Ladder of Divine Ascent

Byzantine Painting “The Ladder of Divine Ascent”

To me, this is a comical picture showing a bunch of men climbing up a ladder while devils try to grab them or shoot them down — kind of like a *very* old-school Donkey Kong. To the 12th-century Byzantine artist who painted this icon, known as “the Ladder of Divine Ascent,” it was a true-to-life depiction of the workings of a spiritual dimension understood by Christian believers like himself, showing just how perilous was the human condition. Beset by powerful demons whose goal it was to knock out anyone they could, people must work with all their power to remain virtuous so they could enter heaven and avoid hell after death.

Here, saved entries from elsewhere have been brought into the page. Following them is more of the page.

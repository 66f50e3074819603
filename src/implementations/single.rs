use crate::grid::{average, Grid};
use crate::implementations::threaded::WorkerReport;
use crate::partition::RowRange;

/// One stencil pass over every interior cell from `src` into `dst`.
/// Returns the max of `|dst - src|` over the interior.
pub(crate) fn sweep(src: &[f64], dst: &mut [f64], width: usize, n: usize) -> f64 {
    let mut max_diff = 0.0_f64;
    for i in 1..=n {
        for j in 1..=n {
            let idx = i * width + j;
            let v = average(src[idx - width], src[idx + width], src[idx - 1], src[idx + 1]);
            dst[idx] = v;
            max_diff = max_diff.max((v - src[idx]).abs());
        }
    }
    max_diff
}

/// Sequential reference: the same two-pass iteration as the threaded engine,
/// on one thread, stopping on the global max change.
pub fn relax_single(grid: &mut Grid, epsilon: f64, max_iters: usize) -> WorkerReport {
    let (width, n) = (grid.width(), grid.n());
    let current = &mut grid.current;
    let scratch = &mut grid.scratch;

    let mut iterations = 0;
    let (last_diff, converged) = loop {
        iterations += 1;
        sweep(current, scratch, width, n);
        let diff = sweep(scratch, current, width, n);
        if diff < epsilon {
            break (diff, true);
        }
        if iterations >= max_iters {
            break (diff, false);
        }
    };

    WorkerReport {
        id: 0,
        rows: RowRange { first: 1, last: n + 1 },
        iterations,
        last_diff,
        converged,
    }
}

This spiritual world was one ordinary people never actually saw, but were constantly influenced by. Your actions had an end goal that can sound like the packaging on a modern video game — make it to heaven and avoid the demons! All your steps forward are difficult by nature, because going up that ladder requires work! Along the way, expect to receive encouragement from Christ and His angels, but setbacks from frightening beast-monsters that can permanently take you out of the game and throw your soul down into the abyss of hell!

Existence was definitely not about enjoying oneself, experiencing pleasure, or appreciating the journey in this worldview. These ideas played a prominent role in the minds of contemporary Byzantines, but the bias of the source skews how much we can know the degree to which this was typical – the icon was stored in the famous monastery of St Catherine in the Sinai Peninsula of Egypt, and made with a monastic audience in mind.